Mononuclear half-sandwich rhodium complexes containing phenylchalcogenolato ligands: a multinuclear ( 1H, 13C, 31P, 77Se, 103Rh, 125Te) magnetic resonance study

Abstract

Diphenyl dichalcogenides react with CpRh(PMe 3)(CO) ( 1) to give the cyclopentadienyl complexes CpRh(PMe 3)(EPh) 2 (E=S ( 2a), Se ( 2b) and Te ( 2c)) and carbon monoxide.

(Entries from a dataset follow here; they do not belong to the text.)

//! Per-peer key acquisition tracking and the fallback policy.
//!
//! ```text
//! Unknown ──► KeyFetchPending ──► KeyAvailable
//!                   │    ▲
//!                   ▼    │
//!              KeyUnavailable (failures += 1)
//! ```
//!
//! After `failure_threshold` consecutive failures automatic fetching stops and
//! fallback is *offered*. Fallback is only entered through
//! [`ResilienceLayer::confirm_fallback`], which is logged on the
//! `hushline::fallback` target. Observing a valid key resets everything.

use std::collections::HashMap;

use hushline_proto::UserId;

use crate::error::ClientError;

/// Key acquisition state for one peer.
#[derive(Debug, Clone, Copy, PartialEq, Eq, Default)]
pub enum KeyState {
    /// Never fetched
    #[default]
    Unknown,
    /// Fetch in flight
    KeyFetchPending,
    /// Valid key cached
    KeyAvailable,
    /// Last fetch missed or returned an unusable key
    KeyUnavailable,
}

/// When to offer the unencrypted fallback.
#[derive(Debug, Clone, Copy, PartialEq, Eq)]
pub struct FallbackPolicy {
    /// Consecutive key failures before fallback is offered and automatic
    /// fetching stops
    pub failure_threshold: u32,
}

impl Default for FallbackPolicy {
    fn default() -> Self {
        Self { failure_threshold: 3 }
    }
}

/// Outcome of asking to fetch a peer's key.
#[derive(Debug, Clone, Copy, PartialEq, Eq)]
pub enum FetchDecision {
    /// Send a fetch request
    Fetch,
    /// A fetch is already in flight; wait for it
    AlreadyPending,
    /// Threshold reached; only a forced retry fetches again
    Suppressed,
}

#[derive(Debug, Clone, Copy, Default)]
struct PeerState {
    state: KeyState,
    failures: u32,
    offered: bool,
    fallback: bool,
}

/// Tracks key acquisition for every peer.
#[derive(Debug, Default)]
pub struct ResilienceLayer {
    policy: FallbackPolicy,
    peers: HashMap<UserId, PeerState>,
}

impl ResilienceLayer {
    /// Create a layer with `policy`.
    pub fn new(policy: FallbackPolicy) -> Self {
        Self { policy, peers: HashMap::new() }
    }

    /// Active policy.
    pub fn policy(&self) -> FallbackPolicy {
        self.policy
    }

    /// Current state for `peer`.
    pub fn state(&self, peer: UserId) -> KeyState {
        self.peers.get(&peer).map_or(KeyState::Unknown, |p| p.state)
    }

    /// Consecutive failures for `peer`.
    pub fn failures(&self, peer: UserId) -> u32 {
        self.peers.get(&peer).map_or(0, |p| p.failures)
    }

    /// True if the user confirmed fallback for `peer`.
    pub fn is_fallback(&self, peer: UserId) -> bool {
        self.peers.get(&peer).is_some_and(|p| p.fallback)
    }

    /// Decide whether to fetch `peer`'s key. `forced` bypasses the threshold.
    pub fn begin_fetch(&mut self, peer: UserId, forced: bool) -> FetchDecision {
        let threshold = self.policy.failure_threshold;
        let entry = self.peers.entry(peer).or_default();

        if entry.state == KeyState::KeyFetchPending {
            return FetchDecision::AlreadyPending;
        }
        if !forced && entry.failures >= threshold {
            return FetchDecision::Suppressed;
        }

        entry.state = KeyState::KeyFetchPending;
        FetchDecision::Fetch
    }

    /// A valid key was observed. Returns true if fallback was active and has
    /// now ended.
    pub fn key_available(&mut self, peer: UserId) -> bool {
        let entry = self.peers.entry(peer).or_default();
        let was_fallback = entry.fallback;
        *entry = PeerState { state: KeyState::KeyAvailable, ..PeerState::default() };

        if was_fallback {
            tracing::info!(target: "hushline::fallback", peer, "valid key observed, fallback ended");
        }
        was_fallback
    }

    /// A fetch missed or produced an unusable key.
    ///
    /// Returns true exactly once per streak: when the failure count first
    /// reaches the threshold and fallback should be offered.
    pub fn key_unavailable(&mut self, peer: UserId) -> bool {
        let threshold = self.policy.failure_threshold;
        let entry = self.peers.entry(peer).or_default();

        entry.state = KeyState::KeyUnavailable;
        entry.failures = entry.failures.saturating_add(1);

        if entry.failures >= threshold && !entry.offered {
            entry.offered = true;
            return true;
        }
        false
    }

    /// Enter fallback for `peer` after the user accepted the offer.
    ///
    /// # Errors
    ///
    /// - `FallbackNotOffered` if the threshold has not been reached
    pub fn confirm_fallback(&mut self, peer: UserId) -> Result<(), ClientError> {
        let entry = self
            .peers
            .get_mut(&peer)
            .filter(|p| p.offered)
            .ok_or(ClientError::FallbackNotOffered { peer })?;

        if !entry.fallback {
            entry.fallback = true;
            tracing::warn!(
                target: "hushline::fallback",
                peer,
                failures = entry.failures,
                "user confirmed unencrypted fallback"
            );
        }
        Ok(())
    }

    /// Leave fallback for `peer`. Returns true if it was active.
    pub fn disable_fallback(&mut self, peer: UserId) -> bool {
        match self.peers.get_mut(&peer) {
            Some(entry) if entry.fallback => {
                entry.fallback = false;
                tracing::info!(target: "hushline::fallback", peer, "fallback disabled by user");
                true
            },
            _ => false,
        }
    }
}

The analogous pentamethylcyclopentadienyl complexes Cp*Rh(PMe 3)(EPh) 2 (E=S ( 4a), Se ( 4b) and Te ( 4c)) were prepared from Cp*Rh(PMe 3)Cl 2 ( 3) and the chalcogenolates, NaSPh or LiEPh (E=Se, Te). With 1,2-benzenedithiol in the presence of triethylamine, CpRh(PMe 3)(S 2C 6H 4), ( 6a) and Cp*Rh(PMe 3)(S 2C 6H 4) ( 7a) could be obtained starting from either CpRh(PMe 3)I 2 ( 5) or Cp*Rh(PMe 3)Cl 2 ( 3), respectively. The molecular geometry of Cp*Rh(PMe 3)(SePh) 2 ( 4b) was determined by a single crystal structure analysis which confirmed a distorted tetrahedral arrangement of the ligands. All compounds were characterised by 1H-, 13C-, 31P-, 103Rh- and, where possible, by 77Se- or 125Te-NMR spectroscopy. A negative sign of 1 J( 103Rh, 13C Cp) (reduced coupling constant 1 K( 103Rh, 13C Cp)>0) was determined by selective 13C{ 1H, 31P} triple resonance experiments for 2a and 4a– 4c.